Tying in with this theme, a big topic of conversation at the forum was censorship and the keynote speaker for the event was Judas Priest frontman, Rob Halford. At the time, Judas Priest had just been involved in a civil action whereby it was alleged they were responsible for the suicide of one youth from Nevada and the attempted suicide of his best friend via subliminal messages placed on one of the songs from their album, 'Stained Class'.

Although the case had eventually been thrown out of court, it was not the first of its kind and the metal world was having to defend itself against an ever-increasing number of censors.

Ozzy Osbourne, who had also been to court following the death of a teenager who listened to his music, joined his wife Sharon Osbourne and former California Governor Jerry Brown on one of the forum's panels to discuss the issue of censorship, which was a popular topic; a theme which spilled into several other panels over the weekend.

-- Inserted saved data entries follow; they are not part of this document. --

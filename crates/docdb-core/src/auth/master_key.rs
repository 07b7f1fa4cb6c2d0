//! Account master key type.

use std::fmt;

use base64::Engine;
use base64::engine::general_purpose::STANDARD;

use crate::error::{AuthError, Error};

/// The decoded account master key.
///
/// The key is supplied base64-encoded and decoded once at construction.
///
/// # Security
///
/// - Never logged or displayed in Debug output
/// - Only the [`Signer`](super::Signer) reads the key bytes
#[derive(Clone)]
pub struct MasterKey(Vec<u8>);

impl MasterKey {
    /// Decode a base64-encoded master key.
    ///
    /// # Errors
    ///
    /// Returns [`AuthError::InvalidCredentials`] if the key is blank or not
    /// valid base64.
    pub fn from_base64(encoded: impl AsRef<str>) -> Result<Self, Error> {
        let encoded = encoded.as_ref().trim();
        if encoded.is_empty() {
            return Err(AuthError::InvalidCredentials("master key is empty".to_string()).into());
        }

        // Never echo the key itself in the error.
        let bytes = STANDARD
            .decode(encoded)
            .map_err(|e| AuthError::InvalidCredentials(format!("master key is not base64: {e}")))?;

        if bytes.is_empty() {
            return Err(AuthError::InvalidCredentials("master key is empty".to_string()).into());
        }

        Ok(Self(bytes))
    }

    pub(crate) fn as_bytes(&self) -> &[u8] {
        &self.0
    }
}

impl fmt::Debug for MasterKey {
    fn fmt(&self, f: &mut fmt::Formatter<'_>) -> fmt::Result {
        f.debug_tuple("MasterKey").field(&"[REDACTED]").finish()
    }
}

1990's forum was self-contained within the hotel and featured listening parties from Slayer, Motörhead, Scorpions, Iron Maiden and Deep Purple. Not only was there major news/press coverage of the forum, but there were broadcasts directly from the convention by MTV, KNAC, Z-Rock and others, with some being syndicated all across the country. Many will have come to cover the 18 signed bands which played at night including Judas Priest, Pantera, Exodus, Extreme, Alice In Chains and the London Quireboys. Also, during the day, there were 18 unsigned bands performing including Radar, a New York band featuring lead singer Pamela Moore who sang the part of Sister Mary on Queensrÿche's Operation: Mindcrime album.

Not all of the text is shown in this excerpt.